The Pope and Patient Safety?

Does anybody read the New York Times.  I do and today a really important picture was on the first page.  It looked like this.POPE-popup  Check it out carefully.  Here is the caption: “Pope Francis had lunch with Vatican workers on Friday after he walked into the cafeteria unannounced and lined up, tray in hand. A cashier told the Vatican newspaper L’Osservatore Romano that she “didn’t have the courage” to hand him his bill.”  Imagine the message about status and hierarchy that would be conveyed in hospitals and healthcare settings all over the country if the Pope served as a model for physicians, administrators etc.  Imagine, if  tomorrow the chief of surgery wandered into the cafeteria at a major teaching hospital, bought his/her lunch and sat down with some RNs and began schmoozing.  Imagine if nurses sat with aides, or janitors, if MDs mixed it up with everyone.  Or imagine if RNs, PTs, etc and all sorts of staff at every level walked into the cafeteria and sat down with a group of docs and the docs welcomed them and stopped chatting with each other and began a real interprofessional/interdisciplinary conversation.

This is how things change.  When the usual suspects take unusual actions.  When they do the seemingly simplest things like making an introduction, saying hello, thanking someone for their input (instead of ignoring it, reaming them out, or rolling their eyes).  Several months ago, I did a team training with some RNs.  One of them told me a really sad but typical story.  She works on a neuro floor.  A neurologist came in to see his patients.  But instead of walking right by her, he stopped, introduced himself, and asked her how the patient was doing and what she thought the plan of care should be.  She told me she looked at him incredulously and asked him, “Are you sure you’re a neurologist?”  Honestly, that happened.  Really I couldn’t have made that up.  But how said a comment is that on contemporary relationships in the hospital.  A neurologist or any other physician stops, introduces himself/herself to a nurse and the nurse wonders if they are an imposter. And by the way, you could say the same thing for relationships between nurses and PTs or OTs, nurses and nursing assistants. etc.  You name it, the commitment to toxic hierarchy trumps normal human relationships over and over again in the hospital.  And don’t even get me started when it comes to how everyone relates to patients.

About a year ago I wrote a blog post about something I’d observed in the Netherlands, when my friend Vigfus Sigurdson, a professor of dermatology at the University of Utrecht, was showing me around his hospital.  He was drinking something and somehow broke a glass, which shattered on the floor.  When he told the nurse, she didn’t clean up after him, she handed him a small broom and dustpan and watched as he cleaned it up himself.  This was normal operating procedure in the Netherlands.  He did not complain.  She did not gloat.

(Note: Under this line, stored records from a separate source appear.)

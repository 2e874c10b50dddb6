// Copyright (c) 2026 Bountyy Oy. All rights reserved.
// This software is proprietary and confidential.

/**
 * Lonkero Mutator - Standalone CLI
 *
 * Features:
 * - Mutant generation for a captured request (JSON summaries)
 * - WAF fingerprinting against a single target
 * - Sample configuration generation
 *
 * (c) 2026 Bountyy Oy
 */

use anyhow::{Context, Result};
use clap::{Parser, Subcommand};
use std::collections::HashMap;
use std::path::{Path, PathBuf};
use std::sync::Arc;
use std::time::Instant;
use tracing::{debug, info};
use tracing_subscriber::EnvFilter;

use lonkero_mutator::config::{AppConfig, ConfigLoader, ObservabilityConfig};
use lonkero_mutator::fuzzer::{CapabilitySet, MutantFactory, MutantSummary};
use lonkero_mutator::http_client::{HttpClient, HttpResponse};
use lonkero_mutator::request::{CapturedRequest, FuzzableRequest};
use lonkero_mutator::scanners::WafFingerprinter;
use lonkero_mutator::worker::ProbePool;

/// Lonkero Mutator - request mutation engine and WAF fingerprinting
#[derive(Parser)]
#[command(name = "lonkero-mutate")]
#[command(author = "Bountyy Oy <info@bountyy.fi>")]
#[command(version = "2.0.0")]
#[command(about = "Generate fuzzing mutants from captured requests.", long_about = None)]
#[command(propagate_version = true)]
struct Cli {
    #[command(subcommand)]
    command: Commands,

    /// Enable verbose output
    #[arg(short, long, global = true)]
    verbose: bool,

    /// Enable debug output
    #[arg(short, long, global = true)]
    debug: bool,

    /// Quiet mode - only show errors
    #[arg(short, long, global = true)]
    quiet: bool,

    /// Configuration file (YAML, TOML or JSON)
    #[arg(short, long, global = true, env = "LONKERO_MUTATOR_CONFIG")]
    config: Option<PathBuf>,
}

#[derive(Subcommand)]
enum Commands {
    /// Generate mutants for a captured request
    Mutate {
        /// Captured request file (JSON)
        #[arg(short, long)]
        request: PathBuf,

        /// Probe string (repeatable)
        #[arg(short, long)]
        probe: Vec<String>,

        /// File with one probe string per line
        #[arg(long)]
        probes_file: Option<PathBuf>,

        /// Append probes to the original values instead of replacing them
        #[arg(long)]
        append: bool,

        /// Only fuzz these parameter names (repeatable)
        #[arg(long)]
        param: Vec<String>,

        /// Extra header name to fuzz (repeatable)
        #[arg(short = 'H', long)]
        fuzz_header: Vec<String>,

        /// Enable every mutation surface regardless of config
        #[arg(long)]
        all_surfaces: bool,

        /// ETag of the baseline response, sent back as If-None-Match
        #[arg(long, conflicts_with = "fetch_baseline")]
        etag: Option<String>,

        /// Send the original request first and link its response to every mutant
        #[arg(long)]
        fetch_baseline: bool,

        /// Output file (defaults to stdout)
        #[arg(short, long)]
        output: Option<PathBuf>,
    },

    /// Fingerprint the Web Application Firewall in front of a URL
    Waf {
        /// Target URL
        url: String,

        /// Probe worker count (defaults to config)
        #[arg(short, long)]
        workers: Option<usize>,

        /// Request header as "Name: value" (repeatable)
        #[arg(long)]
        header: Vec<String>,
    },

    /// Generate sample configuration file
    Init {
        /// Output path for config file
        #[arg(short, long, default_value = "lonkero-mutator.yaml")]
        output: PathBuf,
    },
}

fn main() -> Result<()> {
    let cli = Cli::parse();

    let config = match &cli.config {
        Some(path) => ConfigLoader::new(path)?.load_config()?,
        None => AppConfig::from_env()?,
    };

    init_tracing(&cli, &config.observability);

    let runtime = tokio::runtime::Builder::new_multi_thread()
        .thread_name("lonkero-mutator")
        .enable_all()
        .build()?;

    runtime.block_on(async_main(cli, config))
}

fn init_tracing(cli: &Cli, observability: &ObservabilityConfig) {
    let filter = if cli.debug {
        EnvFilter::new("debug")
    } else if cli.verbose {
        EnvFilter::new("info")
    } else if cli.quiet {
        EnvFilter::new("error")
    } else {
        EnvFilter::try_from_default_env()
            .unwrap_or_else(|_| EnvFilter::new(&observability.log_level))
    };

    let builder = tracing_subscriber::fmt()
        .with_env_filter(filter)
        .with_target(false)
        .with_writer(std::io::stderr);

    if observability.log_json {
        builder.json().init();
    } else {
        builder.init();
    }
}

async fn async_main(cli: Cli, config: AppConfig) -> Result<()> {
    match cli.command {
        Commands::Mutate {
            request,
            probe,
            probes_file,
            append,
            param,
            fuzz_header,
            all_surfaces,
            etag,
            fetch_baseline,
            output,
        } => {
            let mut probes = probe;
            if let Some(path) = probes_file {
                probes.extend(read_probes(&path)?);
            }

            let mut fuzzer_config = config.fuzzer.clone();
            fuzzer_config.fuzzable_headers.extend(fuzz_header);
            let mut capabilities = CapabilitySet::from(&fuzzer_config);
            if all_surfaces {
                capabilities = CapabilitySet {
                    file_content_ext: capabilities.file_content_ext.clone(),
                    ..CapabilitySet::all(capabilities.fuzzable_headers.clone())
                };
            }

            run_mutate(MutateArgs {
                request,
                probes,
                append,
                params: param,
                capabilities,
                etag,
                fetch_baseline,
                output,
                config,
            })
            .await
        }
        Commands::Waf {
            url,
            workers,
            header,
        } => run_waf(&url, workers, &header, &config).await,
        Commands::Init { output } => generate_config(output),
    }
}

struct MutateArgs {
    request: PathBuf,
    probes: Vec<String>,
    append: bool,
    params: Vec<String>,
    capabilities: CapabilitySet,
    etag: Option<String>,
    fetch_baseline: bool,
    output: Option<PathBuf>,
    config: AppConfig,
}

async fn run_mutate(args: MutateArgs) -> Result<()> {
    let start = Instant::now();

    let raw = std::fs::read_to_string(&args.request)
        .with_context(|| format!("Failed to read request file: {:?}", args.request))?;
    let request = FuzzableRequest::try_from(CapturedRequest::from_json(&raw)?)?;

    let baseline = if let Some(etag) = args.etag {
        Some(HttpResponse::new(
            200,
            String::new(),
            HashMap::from([("ETag".to_string(), etag)]),
        ))
    } else if args.fetch_baseline {
        let client = HttpClient::from_config(&args.config.http)?;
        let response = client
            .send(&request)
            .await
            .with_context(|| format!("Failed to fetch baseline for {}", request.describe()))?;
        info!("Baseline {} returned {}", request.describe(), response.status_code);
        Some(response)
    } else {
        None
    };

    let factory = MutantFactory::new(args.capabilities);
    let mutants = factory.create_mutants(
        &request,
        &args.probes,
        args.append,
        &args.params,
        baseline.as_ref(),
    )?;

    for mutant in &mutants {
        debug!("{}", mutant.found_at());
    }

    let summaries: Vec<MutantSummary> = mutants.iter().map(|m| m.summary()).collect();
    let json = serde_json::to_string_pretty(&summaries)?;
    match args.output {
        Some(path) => {
            std::fs::write(&path, json)
                .with_context(|| format!("Failed to write output file: {:?}", path))?;
            info!("Wrote mutants to {:?}", path);
        }
        None => println!("{}", json),
    }

    info!(
        "Generated {} mutants for {} in {:.2?}",
        mutants.len(),
        request.describe(),
        start.elapsed()
    );
    Ok(())
}

async fn run_waf(
    url: &str,
    workers: Option<usize>,
    headers: &[String],
    config: &AppConfig,
) -> Result<()> {
    let mut request = FuzzableRequest::get(url)?;
    for header in headers {
        let (name, value) = header
            .split_once(':')
            .with_context(|| format!("Invalid header (expected \"Name: value\"): {}", header))?;
        request.headers_mut().set(name.trim(), value.trim());
    }

    let client = Arc::new(HttpClient::from_config(&config.http)?);
    let pool = ProbePool::new(
        workers.unwrap_or(config.http.probe_workers),
        config.http.probe_queue_capacity,
    );
    let fingerprinter = WafFingerprinter::new(client, pool);

    let findings = fingerprinter.discover(&request).await?;
    if findings.is_empty() {
        info!("No WAF signature matched {}", request.url());
    }
    println!("{}", serde_json::to_string_pretty(&findings)?);
    Ok(())
}

fn read_probes(path: &Path) -> Result<Vec<String>> {
    let content = std::fs::read_to_string(path)
        .with_context(|| format!("Failed to read probes file: {:?}", path))?;
    Ok(content
        .lines()
        .filter(|line| !line.is_empty())
        .map(str::to_string)
        .collect())
}

fn generate_config(output: PathBuf) -> Result<()> {
    ConfigLoader::new(&output)?.save_config(&AppConfig::default())?;
    println!("Configuration written to {:?}", output);
    Ok(())
}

A week ago, my friend and colleague John Chuo who is an attending neonatologist in a neo-natal intensive care unit (NICU) at the Children’s Hospital of Philadelphia told me a similar story.  He was showing a very prominent surgeon around the ICU.  They happened to pass a nurse who happened to drop a pen on the floor.  The surgeon stooped down, picked up it and gave it to her.  Again, a message of courtesy that trumps hierarchy.  John pointed out that this has to be the new normal if we are to achieve psychological safety and patient safety.

Imagine if over and over again people used their common humanity to trump hierarchy.  What a powerful message that would be!!